Figure 7. Role of serine proteases in HAMLET-induced death of tumor cells and pneumococci.

A) A549 carcinoma cells were preincubated for 10 minutes with diluent, 25 µM zVAD-fmk (pan-caspase inhibitor), 100 µM dichloroisocoumarin (serine protease inhibitor), or 100 µM calpeptin (calcium-dependent cysteine protease inhibitor) before being treated with 300 µg/ml of HAMLET. After 6 hours of incubation cell viability was measured using trypan blue exclusion. The graph depicts the mean death in % obtained after 3 individual experiments. The error bars represent the standard deviation. * and *** represent P<0.05 and P<0.001, respectively. B and C) S. pneumoniae AL2 (D39 Δ lytA) were preincubated for 10 minutes with diluent, 25 µM Aprotinin (serine protease inhibitor), 25 µM zVAD-fmk (pan-caspase inhibitor), or 10 µM E-64 (cysteine protease inhibitor) before being treated with 50 µg/ml of HAMLET. After 2 hours viability was determined and samples were analyzed for high molecular weight DNA fragmentation. B) Viability. The graph depicts the mean log₁₀ death obtained from five individual experiments.
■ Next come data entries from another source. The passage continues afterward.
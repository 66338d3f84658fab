//! `webforms config`.

use std::fs;

use anyhow::{bail, Context as _, Result};

use super::{ConfigArgs, ConfigCommand};
use crate::config::{default_config, render_config, CONFIG_FILE_NAMES};
use crate::context::Context;

pub fn run(args: ConfigArgs, ctx: &Context) -> Result<()> {
    match args.command {
        ConfigCommand::Show => show_config(ctx),
        ConfigCommand::Init { force } => init_config(force, ctx),
        ConfigCommand::Validate => validate_config(ctx),
    }
}

fn show_config(ctx: &Context) -> Result<()> {
    if ctx.output.is_json() {
        ctx.output.json(&ctx.config);
        return Ok(());
    }

    ctx.output.header("Engine configuration");
    match &ctx.config_path {
        Some(path) => ctx.output.kv("file", &path.display().to_string()),
        None => ctx.output.kv("file", "(defaults)"),
    }

    ctx.output.info("");
    ctx.output.info("[routing]");
    ctx.output
        .kv("application_path", &ctx.config.routing.application_path);
    ctx.output
        .kv("routes", &ctx.config.routing.routes.len().to_string());

    ctx.output.info("");
    ctx.output.info("[logging]");
    ctx.output
        .kv("log_level", &ctx.config.logging.log_level.to_string());
    ctx.output
        .kv("log_format", &format!("{:?}", ctx.config.logging.log_format).to_lowercase());

    Ok(())
}

fn init_config(force: bool, ctx: &Context) -> Result<()> {
    let config_path = ctx.cwd.join(CONFIG_FILE_NAMES[0]);

    if config_path.exists() && !force {
        bail!(
            "Config file already exists: {}. Use --force to overwrite.",
            config_path.display()
        );
    }

    let content = render_config(&default_config(), &config_path)?;
    fs::write(&config_path, content)
        .with_context(|| format!("Failed to write config file: {}", config_path.display()))?;

    ctx.output
        .success(&format!("Created {}", config_path.display()));
    Ok(())
}

fn validate_config(ctx: &Context) -> Result<()> {
    let Some(path) = &ctx.config_path else {
        bail!("No config file found. Run `webforms config init` to create one.");
    };

    let routes = ctx.route_table()?;

    if ctx.output.is_json() {
        ctx.output.json(&serde_json::json!({
            "file": path.display().to_string(),
            "valid": true,
            "routes": routes.len(),
        }));
    } else {
        ctx.output.success(&format!(
            "{} is valid ({} route(s))",
            path.display(),
            routes.len()
        ));
    }
    Ok(())
}
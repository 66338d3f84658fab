//! Page hosting for the WebForms page engine.
//!
//! A request flows through three pieces:
//!
//! - [`PageHost`] matches the request path against the shared route table,
//!   picks the page registered for the route's virtual path and maps the
//!   outcome to an HTTP response.
//! - [`PageLifecycleDriver`] runs one page instance through its phases
//!   (framework initialize, load, pre-render, render, unload) and collects
//!   the markup.
//! - [`Page`] is what applications implement: named hooks with no-op
//!   defaults, each receiving the [`PageContext`] that owns the control tree.
//!
//! # Quick Start
//!
//! ```
//! use std::sync::Arc;
//! use webforms_hosting::prelude::*;
//!
//! #[derive(Default)]
//! struct CategoryPage;
//!
//! impl Page for CategoryPage {
//!     fn framework_initialize(&mut self, ctx: &mut PageContext) -> PageResult {
//!         let name = ctx.route_value("categoryName").unwrap_or_default().to_string();
//!         ctx.controls_mut().add(Label::new().with_id(name));
//!         Ok(())
//!     }
//! }
//!
//! let mut routes = RouteTable::new();
//! routes.map_page_route("Category", "Category/{categoryName}", "~/").unwrap();
//!
//! let html = run_page::<CategoryPage>("/category/books", &Arc::new(routes)).unwrap();
//! assert_eq!(html, r#"<span id="books"></span>"#);
//! ```

pub mod prelude;
mod config;
mod context;
mod driver;
mod error;
mod host;
mod page;

pub use config::*;
pub use context::*;
pub use driver::*;
pub use error::*;
pub use host::*;
pub use page::*;
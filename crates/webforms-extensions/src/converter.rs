//! Converter trait and the built-in list item converter.

use std::any::{Any, TypeId};

use serde_json::{Map, Value};
use webforms_ui::{ListItem, ListItemCollection};

use crate::error::{SerializerError, SerializerResult};
use crate::serializer::JavaScriptSerializer;

/// Custom object shape for one or more types.
///
/// A converter owns the JSON representation of every type it lists in
/// [`supported_types`](Self::supported_types). The serializer hands it the
/// value as `&dyn Any` and expects a JSON object back; on the way in it
/// receives that object and must return a box holding the requested type.
pub trait JavaScriptConverter: Send + Sync {
    fn supported_types(&self) -> Vec<TypeId>;

    fn serialize(
        &self,
        value: &dyn Any,
        serializer: &JavaScriptSerializer,
    ) -> SerializerResult<Map<String, Value>>;

    fn deserialize(
        &self,
        dictionary: Map<String, Value>,
        type_id: TypeId,
        serializer: &JavaScriptSerializer,
    ) -> SerializerResult<Box<dyn Any>>;
}

const LIST_KEY: &str = "List";

/// Writes a [`ListItemCollection`] as `{"List":[{"Value":..,"Text":..}]}`.
#[derive(Debug, Clone, Copy, Default)]
pub struct ListItemCollectionConverter;

impl JavaScriptConverter for ListItemCollectionConverter {
    fn supported_types(&self) -> Vec<TypeId> {
        vec![TypeId::of::<ListItemCollection>()]
    }

    fn serialize(
        &self,
        value: &dyn Any,
        _serializer: &JavaScriptSerializer,
    ) -> SerializerResult<Map<String, Value>> {
        let list = value
            .downcast_ref::<ListItemCollection>()
            .ok_or(SerializerError::TypeMismatch {
                expected: std::any::type_name::<ListItemCollection>(),
            })?;

        let items = list
            .iter()
            .map(|item| {
                let mut entry = Map::new();
                entry.insert("Value".to_string(), Value::String(item.value.clone()));
                entry.insert("Text".to_string(), Value::String(item.text.clone()));
                Value::Object(entry)
            })
            .collect();

        let mut result = Map::new();
        result.insert(LIST_KEY.to_string(), Value::Array(items));
        Ok(result)
    }

    fn deserialize(
        &self,
        mut dictionary: Map<String, Value>,
        type_id: TypeId,
        serializer: &JavaScriptSerializer,
    ) -> SerializerResult<Box<dyn Any>> {
        if type_id != TypeId::of::<ListItemCollection>() {
            return Err(SerializerError::NoConverter("requested type"));
        }

        let items = match dictionary.remove(LIST_KEY) {
            Some(Value::Array(items)) => items,
            Some(_) => {
                return Err(SerializerError::invalid_shape::<ListItemCollection>(
                    "\"List\" is not an array",
                ))
            }
            None => {
                return Err(SerializerError::invalid_shape::<ListItemCollection>(
                    "missing \"List\"",
                ))
            }
        };

        let list = items
            .into_iter()
            .map(|item| serializer.convert_to_type::<ListItem>(item))
            .collect::<SerializerResult<ListItemCollection>>()?;

        Ok(Box::new(list))
    }
}
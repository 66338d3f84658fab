//! Error types for page hosting.

use http::StatusCode;
use thiserror::Error;

pub use webforms_ui::{PageError, PageResult};

/// Errors surfaced by the request adapter.
#[derive(Error, Debug)]
pub enum HostError {
    /// No page is registered for the matched route or request path.
    #[error("Page not found: {0}")]
    PageNotFound(String),

    /// The page failed during its lifecycle.
    #[error(transparent)]
    Page(#[from] PageError),
}

impl HostError {
    /// HTTP status this error maps to.
    pub fn status_code(&self) -> StatusCode {
        match self {
            HostError::PageNotFound(_) => StatusCode::NOT_FOUND,
            HostError::Page(_) => StatusCode::INTERNAL_SERVER_ERROR,
        }
    }
}
//! Error type shared by pages and controls.

use thiserror::Error;
use webforms_core::LifecyclePhase;
use webforms_routing::RouteError;

/// Errors raised while a page runs through its lifecycle.
///
/// Errors returned from page or control hooks reach the request adapter
/// unmodified; the driver never wraps or retries them.
#[derive(Error, Debug)]
pub enum PageError {
    /// Route lookup or URL generation failed.
    #[error(transparent)]
    Route(#[from] RouteError),

    /// Arbitrary error raised inside a lifecycle hook.
    #[error(transparent)]
    Hook(#[from] anyhow::Error),

    /// A phase was entered out of order.
    #[error("Lifecycle phase out of order: expected {expected}, got {actual}")]
    PhaseOrder {
        expected: LifecyclePhase,
        actual: LifecyclePhase,
    },

    /// Route data was required but the request matched no route.
    #[error("No route data is attached to the page")]
    NoRouteData,
}

impl PageError {
    /// Create a hook error from a message.
    pub fn hook(message: impl std::fmt::Display) -> Self {
        PageError::Hook(anyhow::anyhow!("{}", message))
    }
}

/// Result alias for page and control operations.
pub type PageResult<T = ()> = Result<T, PageError>;
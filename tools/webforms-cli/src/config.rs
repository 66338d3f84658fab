//! Config file discovery and generation.

use std::path::{Path, PathBuf};

use anyhow::{Context, Result};
use webforms_core::{RouteConfig, RoutingConfig};
use webforms_hosting::EngineConfig;

/// File names searched in each directory, in order.
pub const CONFIG_FILE_NAMES: [&str; 3] = ["webforms.toml", ".webforms.toml", "webforms.json"];

/// Find a config file in `start` or any of its ancestors.
pub fn find_config_file(start: &Path) -> Option<PathBuf> {
    let mut current = start.to_path_buf();
    loop {
        for name in &CONFIG_FILE_NAMES {
            let candidate = current.join(name);
            if candidate.is_file() {
                return Some(candidate);
            }
        }

        if !current.pop() {
            return None;
        }
    }
}

/// Starter configuration written by `webforms config init`.
pub fn default_config() -> EngineConfig {
    EngineConfig {
        routing: RoutingConfig::default().with_route(RouteConfig::new(
            "ProductsByCategoryRoute",
            "Category/{categoryName}",
            "~/",
        )),
        ..Default::default()
    }
}

/// Serialize a config in the format implied by the path's extension.
pub fn render_config(config: &EngineConfig, path: &Path) -> Result<String> {
    if path.extension().is_some_and(|ext| ext == "json") {
        serde_json::to_string_pretty(config).context("Failed to serialize JSON config")
    } else {
        toml::to_string_pretty(config).context("Failed to serialize TOML config")
    }
}

#[cfg(test)]
mod tests {
    use super::*;

    #[test]
    fn test_find_config_walks_up() {
        let root = tempfile::tempdir().unwrap();
        let nested = root.path().join("a").join("b");
        std::fs::create_dir_all(&nested).unwrap();
        std::fs::write(root.path().join(".webforms.toml"), "").unwrap();

        let found = find_config_file(&nested).unwrap();
        assert_eq!(found, root.path().join(".webforms.toml"));
    }

    #[test]
    fn test_find_config_prefers_first_name() {
        let root = tempfile::tempdir().unwrap();
        std::fs::write(root.path().join("webforms.json"), "{}").unwrap();
        std::fs::write(root.path().join("webforms.toml"), "").unwrap();

        let found = find_config_file(root.path()).unwrap();
        assert_eq!(found.file_name().unwrap(), "webforms.toml");
    }

    #[test]
    fn test_default_config_round_trips() {
        let dir = tempfile::tempdir().unwrap();
        for name in ["webforms.toml", "webforms.json"] {
            let path = dir.path().join(name);
            std::fs::write(&path, render_config(&default_config(), &path).unwrap()).unwrap();

            let loaded = EngineConfig::load(&path).unwrap();
            assert_eq!(loaded, default_config());
            assert_eq!(loaded.route_table().unwrap().len(), 1);
        }
    }
}
//! `webforms`: inspect the route table and engine configuration of a
//! WebForms application without running it.
//!
//! ```text
//! webforms routes list
//! webforms routes match /Category/Books
//! webforms routes url ProductsByCategoryRoute categoryName=Books
//! webforms config show|init|validate
//! ```

mod commands;
mod config;
mod context;
mod output;

use std::process::ExitCode;

use clap::{Parser, Subcommand};

use commands::{ConfigArgs, ConfigCommand, RoutesArgs};
use context::Context;
use output::Output;

#[derive(Parser)]
#[command(name = "webforms", author, version, about, propagate_version = true)]
struct Cli {
    /// Print diagnostic detail to stderr
    #[arg(short, long, global = true)]
    verbose: bool,

    /// Print machine-readable JSON instead of text
    #[arg(long, global = true)]
    json: bool,

    /// Path to webforms.toml (discovered upward from the working directory by default)
    #[arg(short, long, global = true, value_name = "FILE")]
    config: Option<String>,

    #[command(subcommand)]
    command: Command,
}

#[derive(Subcommand)]
enum Command {
    /// List, match and generate routes
    Routes(RoutesArgs),

    /// Show, create or check the configuration file
    Config(ConfigArgs),
}

impl Command {
    /// Whether the existing config file is parsed before the command runs.
    /// `config init` never reads it.
    fn reads_config(&self) -> bool {
        !matches!(
            self,
            Command::Config(ConfigArgs {
                command: ConfigCommand::Init { .. }
            })
        )
    }
}

fn main() -> ExitCode {
    let cli = Cli::parse();
    let output = Output::new(cli.verbose, cli.json);

    let ctx = if cli.command.reads_config() {
        Context::load(cli.config.as_deref(), output.clone())
    } else {
        Context::without_config(output.clone())
    };

    let result = ctx.and_then(|ctx| {
        match cli.command {
            Command::Routes(args) => commands::routes::run(args, &ctx),
            Command::Config(args) => commands::config::run(args, &ctx),
        }
    });

    match result {
        Ok(()) => ExitCode::SUCCESS,
        Err(err) => {
            output.error(&format!("{:#}", err));
            ExitCode::FAILURE
        }
    }
}

#[cfg(test)]
mod tests {
    use super::*;

    fn command(args: &[&str]) -> Command {
        Cli::try_parse_from(args).unwrap().command
    }

    #[test]
    fn test_only_init_skips_config_loading() {
        assert!(!command(&["webforms", "config", "init", "--force"]).reads_config());
        assert!(command(&["webforms", "config", "validate"]).reads_config());
        assert!(command(&["webforms", "routes", "list"]).reads_config());
    }
}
The error bars represent the standard deviation. ** represents P<0.01. C) DNA fragmentation. Untr indicates untreated bacteria. The remaining samples were treated with HAMLET in the presence of diluent (none) or proteasee inhibitors. Only the serine protease inhibitors aprotinin rescued pneumococci from death and DNA fragmentation.